I soldati che mezzo secolo fa lo catturarono e uccisero hanno deciso di disertare i cinque giorni di celebrazioni organizzati dal presidente boliviano, Evo Morales, scegliendo invece di farne una propria, per rendere onore ai soldati che morirono nei combattimenti del 1967
Se tutto il mondo ricorda il 50° anniversario della morte di Ernesto Che Guevara, avvenuta in Bolivia il 9 ottobre, e Cuba, Argentina e Bolivia hanno deciso di celebrarlo, c’è qualcuno a cui questo omaggio proprio non va giù. Sono i veterani boliviani, i soldati che mezzo secolo fa lo catturarono e uccisero. Per loro “rendere omaggio a Che Guevara significa rendere omaggio al comunismo, alle idee di violenza, lotta e morte che questa ideologia ha disseminato ovunque”. È per questo che hanno deciso di disertare i cinque giorni di celebrazioni organizzati dal presidente boliviano, Evo Morales, scegliendo invece di farne una propria, per rendere onore ai soldati che morirono nei combattimenti del 1967.
Morales, che più volte ha manifestato la sua ammirazione per il Che e la sua lotta fino alla fine contro un governo corrotto, ha fatto le cose in grande, organizzando dal 5 al 9 ottobre a Vallegrande, la città nel sud-est del paese dove furono esibiti i resti di Guevara dopo la sua esecuzione, l’Incontro mondiale per i 50 anni della presenza di Guevara in Bolivia, a cui partecipano anche i vicepresidenti di Cuba e Venezuela e i quattro figli del Che. Ma una parte dei militari, che furono coinvolti sul campo della lotta contro i guerriglieri guidati da Guevara, hanno annunciato chiaramente che non ci saranno. Come il generale ormai in pensione, Gary Prado, che quell’8 ottobre di 50 anni fa era al comando della compagnia che catturò il medico argentino: “Lo faremo per conto nostro, visto che il governo è occupato a far arrivare persone e pagargli il viaggio fino a Vallegrande”. E anche Mario Moreira, presente della Confederazione nazionale dei benemeriti della Campagna controguerrigliera di Ñancahuazú (la zona montuosa vicino a Vallegrande, dove ci fu la guerriglia) ha sottolineato come “solo i difensori della patria meritino omaggi. L’unica celebrazione che si deve fare è a chi come noi ha difeso la patria”. Ecco perché il 6, 8 e 10 ottobre, in tre diverse città della Bolivia (Vallegrande, La Paz e Santa Cruz), i 350 exmilitari sopravvissuti a quei giorni renderanno omaggio ai loro 59 camerati caduti in combattimento.

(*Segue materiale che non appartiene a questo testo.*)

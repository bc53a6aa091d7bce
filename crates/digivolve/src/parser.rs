use std::collections::HashSet;
use std::sync::LazyLock;

use scraper::{ElementRef, Html, Selector};

use crate::types::{EvolutionRecord, Strategy};
use crate::utils::normalize_whitespace;

const HATCH_MARKER: &str = "can hatch from";
const EVOLVES_FROM: &str = "evolves from";
const EVOLVES_TO: &str = "evolves to";
const EXCLUDED_LINKS: [&str; 2] = ["/elements", "planner"];

fn selector(css: &str) -> Selector {
    Selector::parse(css).expect("invalid selector")
}

static SEL_BOX: LazyLock<Selector> = LazyLock::new(|| selector(".box"));
static SEL_P: LazyLock<Selector> = LazyLock::new(|| selector("p"));
static SEL_COLUMN: LazyLock<Selector> = LazyLock::new(|| selector(".columns .columns__item"));
static SEL_CAPTION_LINK: LazyLock<Selector> = LazyLock::new(|| selector("caption a"));
static SEL_CAPTION: LazyLock<Selector> = LazyLock::new(|| selector("caption"));
static SEL_TABLE: LazyLock<Selector> = LazyLock::new(|| selector("table"));
static SEL_ROW: LazyLock<Selector> = LazyLock::new(|| selector("tr"));
static SEL_TH: LazyLock<Selector> = LazyLock::new(|| selector("th"));
static SEL_TD: LazyLock<Selector> = LazyLock::new(|| selector("td"));
static SEL_CELL: LazyLock<Selector> = LazyLock::new(|| selector("th, td"));
static SEL_LINK: LazyLock<Selector> = LazyLock::new(|| selector("a[href]"));
static SEL_HEADING: LazyLock<Selector> = LazyLock::new(|| selector("h2, h3, h4"));

fn elem_text(element: ElementRef) -> String {
    normalize_whitespace(&element.text().collect::<String>())
}

fn is_heading(element: &ElementRef) -> bool {
    matches!(element.value().name(), "h1" | "h2" | "h3" | "h4")
}

/// Runs `strategy` against a rendered page for the entity called `name`.
///
/// A page without the expected section yields an empty vector. Malformed
/// rows and captions are skipped rather than reported.
pub fn extract(html: &str, name: &str, strategy: Strategy) -> Vec<EvolutionRecord> {
    let document = Html::parse_document(html);
    match strategy {
        Strategy::Requirements => parse_requirements(&document, name),
        Strategy::Hatching => parse_hatching(&document, name),
        Strategy::Links => parse_links(&document, name),
    }
}

fn find_requirements_box(document: &Html) -> Option<ElementRef<'_>> {
    document.select(&SEL_BOX).find(|block| {
        block
            .select(&SEL_P)
            .next()
            .map(|p| elem_text(p).to_lowercase())
            .is_some_and(|intro| intro.contains("evolution") && intro.contains("requirement"))
    })
}

pub fn parse_requirements(document: &Html, name: &str) -> Vec<EvolutionRecord> {
    let Some(block) = find_requirements_box(document) else {
        log::debug!("No evolution requirements box for {}", name);
        return Vec::new();
    };

    let mut records = Vec::new();
    for column in block.select(&SEL_COLUMN) {
        let Some(caption) = column.select(&SEL_CAPTION_LINK).next() else {
            log::debug!("Skipping column without a caption link on {}", name);
            continue;
        };
        let from = elem_text(caption);

        let requirements = column
            .select(&SEL_ROW)
            .filter_map(|row| {
                let label = row.select(&SEL_TH).next().map(elem_text)?;
                let value = row.select(&SEL_TD).next().map(elem_text)?;
                Some(format!("{} {}", label, value))
            })
            .collect();

        records.push(EvolutionRecord::new(from, name, requirements));
    }

    records
}

pub fn parse_hatching(document: &Html, name: &str) -> Vec<EvolutionRecord> {
    let section = document.select(&SEL_TABLE).find(|table| {
        table
            .select(&SEL_CAPTION)
            .next()
            .is_some_and(|caption| elem_text(caption).to_lowercase().contains(HATCH_MARKER))
    });

    let Some(section) = section else {
        log::debug!("No hatching table for {}", name);
        return Vec::new();
    };

    section
        .select(&SEL_ROW)
        .filter_map(|row| {
            let cell = row.select(&SEL_CELL).nth(1)?;
            let link = cell.select(&SEL_LINK).next()?;
            let from = elem_text(link);
            (!from.is_empty()).then(|| EvolutionRecord::new(from, name, Vec::new()))
        })
        .collect()
}

#[derive(Clone, Copy)]
enum Direction {
    From,
    To,
}

fn heading_direction(heading: ElementRef) -> Option<Direction> {
    let text = elem_text(heading).to_lowercase();
    if text.contains(EVOLVES_FROM) {
        Some(Direction::From)
    } else if text.contains(EVOLVES_TO) {
        Some(Direction::To)
    } else {
        None
    }
}

fn is_excluded(href: &str) -> bool {
    EXCLUDED_LINKS.iter().any(|pattern| href.contains(pattern))
}

/// Reads the sibling links under the "Evolves from" and "Evolves to"
/// headings. Links to the elements reference page and the planner tool are
/// not entities.
pub fn parse_links(document: &Html, name: &str) -> Vec<EvolutionRecord> {
    let mut records = Vec::new();

    for heading in document.select(&SEL_HEADING) {
        let Some(direction) = heading_direction(heading) else {
            continue;
        };

        let mut seen = HashSet::new();
        let siblings = heading
            .next_siblings()
            .filter_map(ElementRef::wrap)
            .take_while(|sibling| !is_heading(sibling));

        for sibling in siblings {
            let own_link = (sibling.value().name() == "a").then_some(sibling);
            for link in own_link.into_iter().chain(sibling.select(&SEL_LINK)) {
                let href = link.value().attr("href").unwrap_or_default();
                if is_excluded(href) {
                    continue;
                }
                let other = elem_text(link);
                if other.is_empty() || !seen.insert(other.clone()) {
                    continue;
                }
                records.push(match direction {
                    Direction::From => EvolutionRecord::new(other, name, Vec::new()),
                    Direction::To => EvolutionRecord::new(name, other, Vec::new()),
                });
            }
        }
    }

    records
}

#[cfg(test)]
mod tests {
    use super::*;
    use std::fs;

    const GREYMON_PAGE: &str = r#"
        <html><body>
          <div class="box"><p>Greymon is a Champion level Digimon.</p></div>
          <div class="box">
            <p>The following evolution requirements must be met.</p>
            <div class="columns">
              <div class="columns__item">
                <table>
                  <caption><a href="/digimon/agumon">Agumon</a></caption>
                  <tr><th>Level</th><td>15</td></tr>
                </table>
              </div>
              <div class="columns__item">
                <table>
                  <caption><a href="/digimon/gabumon">Gabumon</a></caption>
                </table>
              </div>
            </div>
          </div>
        </body></html>
    "#;

    #[test]
    fn test_requirements_two_columns() {
        let records = extract(GREYMON_PAGE, "Greymon", Strategy::Requirements);

        assert_eq!(
            records,
            vec![
                EvolutionRecord::new("Agumon", "Greymon", vec!["Level 15".to_string()]),
                EvolutionRecord::new("Gabumon", "Greymon", vec![]),
            ]
        );
    }

    #[test]
    fn test_requirements_no_matching_section() {
        let html = r#"<div class="box"><p>Nothing to see here.</p></div>"#;
        assert!(extract(html, "Greymon", Strategy::Requirements).is_empty());
        assert!(extract("", "Greymon", Strategy::Requirements).is_empty());
    }

    #[test]
    fn test_requirements_skips_incomplete_rows() {
        let html = r#"
            <div class="box">
              <p>Evolution requirements</p>
              <div class="columns"><div class="columns__item">
                <table>
                  <caption><a href="/digimon/agumon">Agumon</a></caption>
                  <tr><th>Level</th></tr>
                  <tr><td>orphan value</td></tr>
                  <tr><th>Friendship</th><td>50%</td></tr>
                </table>
              </div></div>
            </div>
        "#;

        let records = extract(html, "Greymon", Strategy::Requirements);
        assert_eq!(records.len(), 1);
        assert_eq!(records[0].requirements, vec!["Friendship 50%".to_string()]);
    }

    #[test]
    fn test_requirements_skips_caption_without_link() {
        let html = r#"
            <div class="box">
              <p>evolution requirement</p>
              <div class="columns">
                <div class="columns__item">
                  <table><caption>Unknown</caption><tr><th>Level</th><td>3</td></tr></table>
                </div>
                <div class="columns__item">
                  <table><caption><a href="/x">Koromon</a></caption></table>
                </div>
              </div>
            </div>
        "#;

        let records = extract(html, "Agumon", Strategy::Requirements);
        assert_eq!(records, vec![EvolutionRecord::new("Koromon", "Agumon", vec![])]);
    }

    #[test]
    fn test_requirements_from_fixture() {
        let html = fs::read_to_string("fixtures/wargreymon.html").expect("Failed to read fixture");

        let records = extract(&html, "WarGreymon", Strategy::Requirements);

        assert_eq!(records.len(), 3);
        assert!(records.iter().all(|r| r.to == "WarGreymon"));
        assert_eq!(records[0].from, "MetalGreymon");
        assert_eq!(
            records[0].requirements,
            vec!["Level 45".to_string(), "Attack 300".to_string()]
        );
        assert_eq!(records[2].from, "MetalGreymon (Virus)");
        assert!(records[2].requirements.is_empty());
    }

    #[test]
    fn test_hatching_rows() {
        let html = r#"
            <table>
              <caption>Other eggs</caption>
              <tr><td>1</td><td><a href="/eggs/blue">Blue Egg</a></td></tr>
            </table>
            <table>
              <caption>Koromon can hatch from</caption>
              <tr><th>#</th><th>Egg</th></tr>
              <tr><td>1</td><td><a href="/eggs/orange">Orange Egg</a></td></tr>
              <tr><td>2</td><td>No link here</td></tr>
              <tr><td>3</td><td><a href="/eggs/red">Red  Egg</a></td></tr>
            </table>
        "#;

        let records = extract(html, "Koromon", Strategy::Hatching);
        assert_eq!(
            records,
            vec![
                EvolutionRecord::new("Orange Egg", "Koromon", vec![]),
                EvolutionRecord::new("Red Egg", "Koromon", vec![]),
            ]
        );
    }

    #[test]
    fn test_hatching_row_with_header_cell() {
        let html = r#"
            <table>
              <caption>Punimon can hatch from</caption>
              <tr><th>#</th><th>Egg</th></tr>
              <tr><th>1</th><td><a href="/eggs/yellow">Yellow Egg</a></td></tr>
              <tr><td>2</td><td><a href="/eggs/green">Green Egg</a></td></tr>
            </table>
        "#;

        let records = extract(html, "Punimon", Strategy::Hatching);
        assert_eq!(
            records,
            vec![
                EvolutionRecord::new("Yellow Egg", "Punimon", vec![]),
                EvolutionRecord::new("Green Egg", "Punimon", vec![]),
            ]
        );
    }

    #[test]
    fn test_hatching_from_fixture() {
        let html = fs::read_to_string("fixtures/botamon.html").expect("Failed to read fixture");

        let records = extract(&html, "Botamon", Strategy::Hatching);
        let froms: Vec<_> = records.iter().map(|r| r.from.as_str()).collect();
        assert_eq!(froms, vec!["Digitama", "Ancient Digitama"]);
        assert!(records.iter().all(|r| r.requirements.is_empty()));
    }

    #[test]
    fn test_hatching_missing_section() {
        assert!(extract(GREYMON_PAGE, "Greymon", Strategy::Hatching).is_empty());
    }

    #[test]
    fn test_links_both_directions() {
        let html = r#"
            <h2>Evolves from</h2>
            <ul>
              <li><a href="/digimon/agumon">Agumon</a></li>
              <li><a href="/digimon/agumon">Agumon</a></li>
              <li><a href="/elements/fire">Fire</a></li>
            </ul>
            <h2>Evolves to</h2>
            <p><a href="/digimon/metalgreymon">MetalGreymon</a></p>
            <a href="/tools/evolution-planner">Open in planner</a>
            <a href="/digimon/skullgreymon">SkullGreymon</a>
            <h2>Locations</h2>
            <p><a href="/maps/file-island">File Island</a></p>
        "#;

        let records = extract(html, "Greymon", Strategy::Links);
        assert_eq!(
            records,
            vec![
                EvolutionRecord::new("Agumon", "Greymon", vec![]),
                EvolutionRecord::new("Greymon", "MetalGreymon", vec![]),
                EvolutionRecord::new("Greymon", "SkullGreymon", vec![]),
            ]
        );
    }

    #[test]
    fn test_links_preserves_non_ascii() {
        let html = r#"<h3>Evolves to</h3><div><a href="/d/1">オメガモン</a></div>"#;
        let records = extract(html, "ウォーグレイモン", Strategy::Links);
        assert_eq!(
            records,
            vec![EvolutionRecord::new("ウォーグレイモン", "オメガモン", vec![])]
        );
    }
}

In tutti questi anni gli ex militari boliviani hanno ricevuto l’omaggio dei diversi governi che si sono avvicendati per le operazioni del 1967, ma con l’arrivo di Evo Morales alla presidenza, nel 2006, le cose sono cambiate, e le celebrazioni sono sempre state per il Che e i suoi guerriglieri.
La polemica è iniziata dopo che l’annuncio da parte di alti funzionari del governo boliviano del possibile arrivo in quest’occasione di Pombo (Harry Villegas) e Urbano (Leonardo Tamayo), due ex guerriglieri cubani che lottarono insieme a Ernesto Guevara, per riunirsi con i veterani boliviani che combatterono in quei giorni per “sanare le ferite”. Idea bocciata dai diretti interessati. Moreira ha detto infatti che fare la pace con i nemici di un tempo “è fuori luogo”. Pur rispettando le idee politiche delle attuali autorità, per senso civico e patriottico non è d’accordo sul ruolo che Guevara e i suoi seguaci ebbero nel paese. “Nessuno ha il diritto di venire a uccidere per la pretesa di un ideale che non misero mai in pratica. Nella realtà sono venuti a invaderci, senza dirci neppure la loro proposta, causando lutti e dolori”, ha aggiunto Moreira. C’è la volontà di tendere la mano agli ex guerriglieri cubani, ma non all’interno di un omaggio a Guevara, perché questo va reso a “chi se lo merita”, ha concluso. Morales non si è scomposto più di tanto, ma si è detto fiducioso che alla fine le Forze Armate parteciperanno alle celebrazioni. “Non ho parlato con loro, ma sicuramente saranno al mio fianco”, ha detto. E intanto la settimana scorsa il governo boliviano ha approvato un decreto che conferisce “carattere di ufficialità” agli atti commemorativi per la morte del Che, dando il compito ai ministeri dello Stato di organizzarli.